_INPUT DATA:_
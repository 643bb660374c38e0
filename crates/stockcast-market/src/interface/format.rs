//! Number, date and direction formatting

use crate::model::Direction;
use chrono::NaiveDate;

/// Avoid printing "-0.00"
fn tidy(value: f64) -> f64 {
    if value == 0.0 { 0.0 } else { value }
}

/// Rupee amount with two decimals: `₹3542.10`
pub fn currency(value: f64) -> String {
    format!("₹{:.2}", tidy(value))
}

/// Rupee amount rounded to whole rupees, for axis labels: `₹3542`
pub fn axis_currency(value: f64) -> String {
    format!("₹{:.0}", tidy(value))
}

/// Plain two-decimal figure: `3542.10`
pub fn fixed2(value: f64) -> String {
    format!("{:.2}", tidy(value))
}

/// Percentage with two decimals: `0.35%`
pub fn percent(value: f64) -> String {
    format!("{:.2}%", tidy(value))
}

/// Model metric with four decimals: `0.9345`
pub fn metric(value: f64) -> String {
    format!("{:.4}", tidy(value))
}

/// Optional number as given, or `N/A`
pub fn number_or_na(value: Option<f64>) -> String {
    value.map_or_else(|| "N/A".to_string(), |v| v.to_string())
}

/// Optional text as given, or `N/A`
pub fn text_or_na(value: Option<&str>) -> String {
    value.unwrap_or("N/A").to_string()
}

/// Indian digit grouping (lakh/crore): `12,34,567`
pub fn group_indian(value: u64) -> String {
    let digits = value.to_string();
    if digits.len() <= 3 {
        return digits;
    }
    let (head, tail) = digits.split_at(digits.len() - 3);

    let mut groups = Vec::new();
    let mut end = head.len();
    while end > 0 {
        let start = end.saturating_sub(2);
        groups.push(&head[start..end]);
        end = start;
    }
    groups.reverse();

    format!("{},{}", groups.join(","), tail)
}

/// Thousands grouping: `1,234,567`
pub fn group_western(value: u64) -> String {
    let digits = value.to_string();
    let mut out = String::with_capacity(digits.len() + digits.len() / 3);
    for (i, ch) in digits.chars().enumerate() {
        if i > 0 && (digits.len() - i) % 3 == 0 {
            out.push(',');
        }
        out.push(ch);
    }
    out
}

/// Short chart label: `May 1`
pub fn chart_date(date: NaiveDate) -> String {
    date.format("%b %-d").to_string()
}

/// Table date: `2024-05-01`
pub fn table_date(date: NaiveDate) -> String {
    date.format("%Y-%m-%d").to_string()
}

/// `▲` for up, `▼` for down, nothing for neutral
pub fn direction_marker(direction: Direction) -> &'static str {
    match direction {
        Direction::Up => "▲",
        Direction::Down => "▼",
        Direction::Neutral => "",
    }
}

/// Direction of a predicted close relative to the last close
pub fn direction_between(from: f64, to: f64) -> Direction {
    if to > from {
        Direction::Up
    } else if to < from {
        Direction::Down
    } else {
        Direction::Neutral
    }
}

/// `12.50 (0.35%)`, prefixed with the direction marker when there is one
pub fn change_label(direction: Direction, change: f64, change_percent: f64) -> String {
    let marker = direction_marker(direction);
    let body = format!("{} ({})", fixed2(change), percent(change_percent));
    if marker.is_empty() {
        body
    } else {
        format!("{marker} {body}")
    }
}
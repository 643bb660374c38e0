//! Analysis engine
//!
//! Orchestrates the two generation requests and derives chart data from
//! the result.

pub mod series;
pub mod session;
pub mod state;

pub use series::{ComparisonPoint, comparison_series, price_domain, price_series};
pub use session::{AnalysisSession, SubmitOutcome, normalize_ticker};
pub use state::{AnalysisState, FETCH_FAILED_MESSAGE, Phase};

_TASK OBJECTIVE:_
Find the word "Optional" in the records. Copy every line it appears in.

_EXERCISE OUTPUT:_
/// Optional number as given, or `N/A`
/// Optional text as given, or `N/A`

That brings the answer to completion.